Whether or not the Karnataka outcome is a win for Narendra Modi, it certainly is a defeat for Rahul Gandhi. While the backroom manoeuvring and manipulation continues for government-formation, it is amply clear that the newly-anointed Congress Chief is yet to establish a connect with the ordinary voter. All through the campaign, the outgoing Chief Minister Siddaramaiah helmed the Congress effort, though Rahul was accorded primacy because he was the party chief.
However, let no one delude himself. The 47-year-old- inheritor is going nowhere and would continue as the party boss regardless of the rejection by the Karnataka voter. In politics, you can always win some and lose some. Well, for the wins, Rahul gets the credit from the craven courtiers of the Congress Party, while the blame for losses is left at the door of the regional leaders. They are already doing this after the rejection in Karnataka.
The Congress now rules in only one major State, and that too, thanks to Captain Amarinder Singh. Meanwhile, let us dismiss with utter contempt any suggestion that the result in Karnataka stems from the manipulation of the electronic voting machines. If indeed that was the case why would the BJP not give itself a clear majority, and, instead, stop short of it by a few seats. In fact, the shortage of a few seats has given the Congress a tiny chance to try and deny the BJP, which has won by far the maximum number of seats, power by offering its support to the JD(S) with great alacrity.
Clearly, the lessons of the Goa election have been learnt. There, post-poll a fast-moving BJP had successfully converted defeat into victory. But in Karnataka, at the time of writing it seemed that the Congress plus JD(S) could touch the half-way mark. Yet, it is highly unlikely that the man in the Bengaluru Raj Bhawan will be accommodating, especially when there are well-established precedents to invite the single largest party first for government-formation.
The game of ‘Aya Ram, Gaya Ram’, not beyond the capabilities of any of the contending parties, can help BJP fill the gap between its actual numbers and those required to cross the half-way mark. In short, the chances of the BJP forming a government are brighter, never mind the constitutional principles and proprieties. Indian politics has so far gone in abandoning all concerns for ethics and fair play that winning power has become an end in itself.
The Modi-Shah duo has come to trump the Congress at its own game. Indeed, the Karnataka outcome would enthuse the BJP rank and file ahead of the 2019 election. In the intervening period, it is not clear if the BJP duo can succeed against all odds in preventing what as of now appears to be a certain loss in Rajasthan, though there should be no surprise if Madhya Pradesh and Chhattisgarh are retained by the party on merit — and the Congress’s demerits.
If Karnataka proves anything it is that the voter is not taken in by short-term trickery, foolery. Siddaramaiah tried everything from Kannada sub-nationalism, painting over Hindi road signs, a separate flag for the State, minority status for the Lingayats, old caste consolidation of Muslims, Dalits and OBC Hindus, etc, etc. All this to no avail. For thirty years, the State had not re-elected the same party in a row twice.

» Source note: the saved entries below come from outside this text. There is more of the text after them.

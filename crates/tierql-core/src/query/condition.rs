use crate::value::Value;
use serde::{Deserialize, Serialize};
use std::fmt;

///
/// Operand
///
/// Comparison operand of one positional condition. `None` means the
/// position places no constraint on the attribute.
///

#[derive(Clone, Copy, Debug, Default, Eq, PartialEq, Serialize, Deserialize)]
pub enum Operand {
    #[default]
    None,
    Equals,
    NotEquals,
    GreaterThan,
    GreaterThanOrEqual,
    LessThan,
    LessThanOrEqual,
    Contains,
    NotContains,
    Like,
}

impl Operand {
    #[must_use]
    pub const fn is_none(self) -> bool {
        matches!(self, Self::None)
    }

    /// Textual operands match on rendered text; the rest compare typed
    /// values.
    #[must_use]
    pub const fn is_textual(self) -> bool {
        matches!(self, Self::Contains | Self::NotContains | Self::Like)
    }
}

///
/// Condition
///
/// One attribute constraint at one sequence position.
///

#[derive(Clone, Debug, Default, Eq, PartialEq, Serialize, Deserialize)]
pub struct Condition {
    pub operand: Operand,
    pub value: Value,
}

impl Condition {
    #[must_use]
    pub const fn none() -> Self {
        Self {
            operand: Operand::None,
            value: Value::Null,
        }
    }

    #[must_use]
    pub fn new(operand: Operand, value: impl Into<Value>) -> Self {
        Self {
            operand,
            value: value.into(),
        }
    }

    #[must_use]
    pub fn equals(value: impl Into<Value>) -> Self {
        Self::new(Operand::Equals, value)
    }

    #[must_use]
    pub fn not_equals(value: impl Into<Value>) -> Self {
        Self::new(Operand::NotEquals, value)
    }

    #[must_use]
    pub fn greater_than(value: impl Into<Value>) -> Self {
        Self::new(Operand::GreaterThan, value)
    }

    #[must_use]
    pub fn less_than(value: impl Into<Value>) -> Self {
        Self::new(Operand::LessThan, value)
    }

    #[must_use]
    pub fn contains(value: impl Into<Value>) -> Self {
        Self::new(Operand::Contains, value)
    }

    #[must_use]
    pub fn like(value: impl Into<Value>) -> Self {
        Self::new(Operand::Like, value)
    }

    #[must_use]
    pub const fn is_none(&self) -> bool {
        self.operand.is_none()
    }

    /// Parse the textual condition shorthand: a leading `<>`, `>=`,
    /// `>`, `<=`, `<`, `CONTAINS `, `NOT_CONTAINS `, or `LIKE ` selects
    /// the operand, a bare value means equality, and an empty string
    /// means no condition. Values parse as text literals; `%` inside a
    /// Like/Contains value is a wildcard.
    #[must_use]
    pub fn parse(input: &str) -> Self {
        let input = input.trim();
        if input.is_empty() {
            return Self::none();
        }
        let prefixes: [(&str, Operand); 8] = [
            ("<>", Operand::NotEquals),
            (">=", Operand::GreaterThanOrEqual),
            (">", Operand::GreaterThan),
            ("<=", Operand::LessThanOrEqual),
            ("<", Operand::LessThan),
            ("NOT_CONTAINS ", Operand::NotContains),
            ("CONTAINS ", Operand::Contains),
            ("LIKE ", Operand::Like),
        ];
        for (prefix, operand) in prefixes {
            if let Some(rest) = input.strip_prefix(prefix) {
                return Self::new(operand, Value::text(rest.trim_start()));
            }
        }
        Self::equals(Value::text(input))
    }
}

impl fmt::Display for Condition {
    fn fmt(&self, f: &mut fmt::Formatter<'_>) -> fmt::Result {
        let value = self.value.render_text();
        match self.operand {
            Operand::None => Ok(()),
            Operand::Equals => write!(f, "{value}"),
            Operand::NotEquals => write!(f, "<>{value}"),
            Operand::GreaterThan => write!(f, ">{value}"),
            Operand::GreaterThanOrEqual => write!(f, ">={value}"),
            Operand::LessThan => write!(f, "<{value}"),
            Operand::LessThanOrEqual => write!(f, "<={value}"),
            Operand::Contains => write!(f, "CONTAINS {value}"),
            Operand::NotContains => write!(f, "NOT_CONTAINS {value}"),
            Operand::Like => write!(f, "LIKE {value}"),
        }
    }
}
use crate::annotation::IntervalTier;
use serde::{Deserialize, Serialize};
use std::collections::BTreeMap;

///
/// TierGroup
///
/// All loaded tiers of one (document, speaker) pair, keyed by level.
/// Built when annotations are loaded and dropped after use; the core
/// keeps no cross-document cache.
///

#[derive(Clone, Debug, Default, Eq, PartialEq, Serialize, Deserialize)]
pub struct TierGroup {
    tiers: BTreeMap<String, IntervalTier>,
}

impl TierGroup {
    #[must_use]
    pub const fn new() -> Self {
        Self {
            tiers: BTreeMap::new(),
        }
    }

    /// Insert a tier under its own level id, replacing any previous
    /// tier for that level.
    pub fn insert(&mut self, tier: IntervalTier) {
        self.tiers.insert(tier.level_id().to_string(), tier);
    }

    #[must_use]
    pub fn tier(&self, level_id: &str) -> Option<&IntervalTier> {
        self.tiers.get(level_id)
    }

    pub fn remove(&mut self, level_id: &str) -> Option<IntervalTier> {
        self.tiers.remove(level_id)
    }

    #[must_use]
    pub fn len(&self) -> usize {
        self.tiers.len()
    }

    #[must_use]
    pub fn is_empty(&self) -> bool {
        self.tiers.is_empty()
    }

    pub fn level_ids(&self) -> impl Iterator<Item = &str> {
        self.tiers.keys().map(String::as_str)
    }

    pub fn tiers(&self) -> impl Iterator<Item = &IntervalTier> {
        self.tiers.values()
    }
}

impl FromIterator<IntervalTier> for TierGroup {
    fn from_iter<I: IntoIterator<Item = IntervalTier>>(iter: I) -> Self {
        let mut group = Self::new();
        for tier in iter {
            group.insert(tier);
        }
        group
    }
}
use crate::{
    time::{TimePoint, TimeSpan},
    value::Value,
};
use serde::{Deserialize, Serialize};

/// Reserved label marking a structural pause on a tier.
pub const PAUSE_SYMBOL: &str = "_";

///
/// Interval
///
/// One time-bounded annotation unit: a span, a text label, and an
/// ordered map of named attribute values. Attribute order is the order
/// in which attributes were first set, so rendering is deterministic.
///

#[derive(Clone, Debug, Eq, PartialEq, Serialize, Deserialize)]
pub struct Interval {
    span: TimeSpan,
    text: String,
    attributes: Vec<(String, Value)>,
}

impl Interval {
    #[must_use]
    pub fn new(span: TimeSpan, text: impl Into<String>) -> Self {
        Self {
            span,
            text: text.into(),
            attributes: Vec::new(),
        }
    }

    #[must_use]
    pub fn with_attributes(
        span: TimeSpan,
        text: impl Into<String>,
        attributes: impl IntoIterator<Item = (String, Value)>,
    ) -> Self {
        let mut interval = Self::new(span, text);
        for (id, value) in attributes {
            interval.set_attribute(id, value);
        }
        interval
    }

    /// Merge a run of intervals into one: the union span, texts joined
    /// with `separator`, attributes taken from the first interval.
    /// Returns `None` for an empty run.
    #[must_use]
    pub fn merged(run: &[Self], separator: &str) -> Option<Self> {
        let (first, last) = (run.first()?, run.last()?);
        let text = run
            .iter()
            .map(Self::text)
            .collect::<Vec<_>>()
            .join(separator);
        Some(Self {
            span: TimeSpan::new(first.t_min(), last.t_max()),
            text,
            attributes: first.attributes.clone(),
        })
    }

    #[must_use]
    pub const fn span(&self) -> TimeSpan {
        self.span
    }

    #[must_use]
    pub const fn t_min(&self) -> TimePoint {
        self.span.start()
    }

    #[must_use]
    pub const fn t_max(&self) -> TimePoint {
        self.span.end()
    }

    #[must_use]
    pub fn duration(&self) -> TimePoint {
        self.span.duration()
    }

    #[must_use]
    pub fn center(&self) -> TimePoint {
        self.span.center()
    }

    #[must_use]
    pub fn text(&self) -> &str {
        &self.text
    }

    pub fn set_text(&mut self, text: impl Into<String>) {
        self.text = text.into();
    }

    #[must_use]
    pub fn attribute(&self, attribute_id: &str) -> Option<&Value> {
        self.attributes
            .iter()
            .find(|(id, _)| id == attribute_id)
            .map(|(_, value)| value)
    }

    /// Set an attribute value, replacing an existing binding in place
    /// or appending a new one.
    pub fn set_attribute(&mut self, attribute_id: impl Into<String>, value: Value) {
        let attribute_id = attribute_id.into();
        if let Some(slot) = self
            .attributes
            .iter_mut()
            .find(|(id, _)| *id == attribute_id)
        {
            slot.1 = value;
        } else {
            self.attributes.push((attribute_id, value));
        }
    }

    pub fn attribute_ids(&self) -> impl Iterator<Item = &str> {
        self.attributes.iter().map(|(id, _)| id.as_str())
    }

    pub fn attributes(&self) -> impl Iterator<Item = (&str, &Value)> {
        self.attributes
            .iter()
            .map(|(id, value)| (id.as_str(), value))
    }

    /// Keep only the attributes named in `attribute_ids`.
    pub fn retain_attributes(&mut self, attribute_ids: &[String]) {
        self.attributes
            .retain(|(id, _)| attribute_ids.iter().any(|keep| keep == id));
    }

    /// Structural silence marker: an empty/whitespace-only label or the
    /// reserved pause symbol.
    #[must_use]
    pub fn is_pause_silent(&self) -> bool {
        let trimmed = self.text.trim();
        trimmed.is_empty() || trimmed == PAUSE_SYMBOL
    }

    #[must_use]
    pub fn contains(&self, t: TimePoint) -> bool {
        self.span.contains(t)
    }

    #[must_use]
    pub fn overlaps(&self, other: &Self) -> bool {
        self.span.overlaps(&other.span)
    }
}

It kept that tradition in 2018. Of course, neither Siddaramaiah nor the BJP’s chief ministerial candidate B S Yeddyurappa was known for probity, but it would seem that corruption is a non-issue when other factors such as the lack of water to irrigate parched fields, decaying civic infrastructures, clashing caste loyalties, etc, determine voting behaviour. Of course, Modi’s charisma played a huge role in the BJP performance.
There is no-one as of now to challenge him, a key factor that could prove crucial in 2019. But, the Karnataka result in no way sanctions the excesses of the Sangh parivar fringe, be it the vandalism in the name of cow protection or violence in the name of love-jihad or outlandish pronouncements by the half-educated BJP leaders. The party should respect the rule of law and, above all, the Constitution.
Election victories do not negate constitutionalism. No, never. The BJP should try and abandon the baggage of an obscurantist party and embrace modernism and progressivism in all spheres, including cultural, religious, social, economic and technological. An election victory imposes a greater responsibility on the party to deliver good governance, and not to indulge in cultural and religious primitivism. Modi should build on the Karnataka result to cast the BJP in a new, and better, light.